The flutter of wings in my house can only mean one thing.
|A photo of Bella, my Cockatiel
1. Meet Bella
The sound of wings can only mean one thing. I duck, as Bella sweeps past my head, wings outstretched. The tips of her primary feathers clip me on the side of the head as she passes. One swift turn, and she is once again flying at me. This time she is right on the mark, and she lands neatly on top of my head. Her claws, which need to be trimmed, dig briefly into my scalp before she adjusts herself and shifts her weight. A brief rest and she is moving again, climbing down the side of my head. She is gripping the arm of my glasses with her beak, while one foot reaches down, and probes for footing, smacking my ear a few times with her toes. Eventually, her foot finds my shoulder and she slides down neatly to rest comfortably.
She wants attention, and she nibbles on my cheek a few times. When I turn to look at her, she plants a kiss and then puts her head down. It's Cockatiel language for "please scratch my head", and I oblige for a moment or two. I return to writing, and she continues to nibble on my shirt. Eventually, she becomes bored, and goes back to preening her feathers. She is becoming sleepy, and soon I will hear the sound of beak-grinding as she drifts off. Beak grinding means contentment and relaxation, and every time she does it right in my ear I am flattered that she trusts me enough to fall asleep on my shoulder.
Normally, her next step would be to slide down my arm. She would then wander around my desk, stopping to peck random keys, and possibly ride around on top of the mouse. Sometimes she slips behind the monitor, so that all I can see is her tail sticking out. She enjoys rolling pens around and nibbling on post-it notes. I shudder to think of what would happen if she discovered how to use 'advance' button on the post-it dispenser.

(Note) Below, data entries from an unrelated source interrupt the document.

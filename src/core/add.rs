//! The add pipeline: merge options, then resolve, transform and materialize
//! each requested utility in order.
//!
//! Names are processed strictly one after another so index appends never
//! race. A failure on one name is recorded in its result and the loop moves
//! on; only argument errors abort the run before anything is written.

use serde::Serialize;
use std::path::PathBuf;

use crate::cancel::CancelFlag;
use crate::config::{self, CliFlags, EffectiveOptions, OverrideSet};
use crate::error::Result;
use crate::materialize::{self, Target};
use crate::output::{MaterializationResult, MaterializationStatus, RunSummary};
use crate::project::Project;
use crate::registry::SourceResolver;
use crate::transpile::{self, OutputMode, Transpiler};
use crate::utils::validation;

/// One `add` invocation as parsed from the command line.
#[derive(Debug, Clone)]
pub struct AddRequest {
    pub names: Vec<String>,
    pub flags: CliFlags,
    pub overrides: OverrideSet,
}

/// External services the pipeline talks to.
pub struct Pipeline<'a> {
    pub resolver: &'a dyn SourceResolver,
    pub transpiler: &'a dyn Transpiler,
    pub cancel: &'a CancelFlag,
}

#[derive(Debug, Serialize)]
#[serde(rename_all = "camelCase")]
pub struct AddOutput {
    pub command: &'static str,
    pub options: EffectiveOptions,
    pub mode: OutputMode,
    pub output_dir: PathBuf,
    pub results: Vec<MaterializationResult>,
    pub summary: RunSummary,
    pub cancelled: bool,
    #[serde(skip_serializing_if = "Vec::is_empty")]
    pub warnings: Vec<String>,
}

impl AddOutput {
    pub fn is_success(&self) -> bool {
        self.summary.is_success()
    }
}

pub fn run(project: &Project, request: AddRequest, pipeline: &Pipeline<'_>) -> Result<AddOutput> {
    let names = validate_names(&request.names)?;
    let mut warnings = Vec::new();

    let persisted = match config::load(project) {
        Ok(persisted) => persisted,
        Err(err) => {
            log_status!("add", "{} Falling back to command-line options.", err.summary());
            warnings.push(err.summary());
            None
        }
    };

    let options = config::merge(&request.flags, request.overrides, persisted.as_ref());
    let target = Target {
        dir: options
            .output_directory
            .as_ref()
            .map(|dir| project.resolve_path(&dir.to_string_lossy()))
            .unwrap_or_else(|| project.default_output_dir()),
        mode: OutputMode::detect(options.use_native_language, project),
    };

    let mut results = Vec::with_capacity(names.len());
    let mut cancelled = false;

    for name in &names {
        if pipeline.cancel.is_cancelled() {
            cancelled = true;
            break;
        }

        let result = add_one(name, &options, &target, pipeline);
        report(&result, options.silent);
        results.push(result);
    }

    let summary = RunSummary::from_results(&results);
    if !options.silent && summary.total > 1 && summary.is_success() && !cancelled {
        log_status!("add", "All utils have been added successfully.");
    }

    Ok(AddOutput {
        command: "add",
        mode: target.mode,
        output_dir: target.dir,
        options,
        results,
        summary,
        cancelled,
        warnings,
    })
}

/// Validate every name up front and drop repeats, keeping first positions.
fn validate_names(names: &[String]) -> Result<Vec<String>> {
    validation::require_non_empty_vec(names, "utils")?;

    let mut unique: Vec<String> = Vec::with_capacity(names.len());
    for name in names {
        validation::require_utility_name(name)?;
        if !unique.contains(name) {
            unique.push(name.clone());
        }
    }
    Ok(unique)
}

fn add_one(
    name: &str,
    options: &EffectiveOptions,
    target: &Target,
    pipeline: &Pipeline<'_>,
) -> MaterializationResult {
    let output_path = target.output_path(name);

    let source = match pipeline.resolver.resolve(name) {
        Ok(source) => source,
        Err(err) => return MaterializationResult::failed(name, output_path, err.summary()),
    };

    let transformed = transpile::select(source, target.mode, pipeline.transpiler);
    let warnings: Vec<String> = transformed
        .warning
        .map(|err| {
            log_status!("add", "{}; using untranspiled source for {}", err.summary(), name);
            err.summary()
        })
        .into_iter()
        .collect();

    match materialize::materialize(name, &transformed.text, options, target) {
        Ok(done) => MaterializationResult {
            name: name.to_string(),
            output_path: done.output_path,
            status: done.status,
            index: done.index,
            warnings,
        },
        Err(err) => {
            let mut failed = MaterializationResult::failed(name, output_path, err.summary());
            failed.warnings = warnings;
            failed
        }
    }
}

fn report(result: &MaterializationResult, silent: bool) {
    match &result.status {
        MaterializationStatus::Failed { reason } => {
            log_status!("add", "Failed to add {}: {}", result.name, reason);
        }
        MaterializationStatus::Written | MaterializationStatus::Overwritten if !silent => {
            log_status!(
                "add",
                "Util {} has been added to {}",
                result.name,
                result.output_path.display()
            );
        }
        _ => {}
    }
}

Luckily, at this moment my little cuddle-bug is secure and warm, and she drifts to sleep. Inevitably, I will have to get up from my chair without waking her first. I will then be scolded as a rudely awakened Cockatiel wobbles on my shoulder. If she is very tired, she will squeak at me as I gently lift her up and place her on perch, to continue her nap in comfort. As my father likes to say, she is a good bird when she is asleep. The rest of the time, you can expect trouble.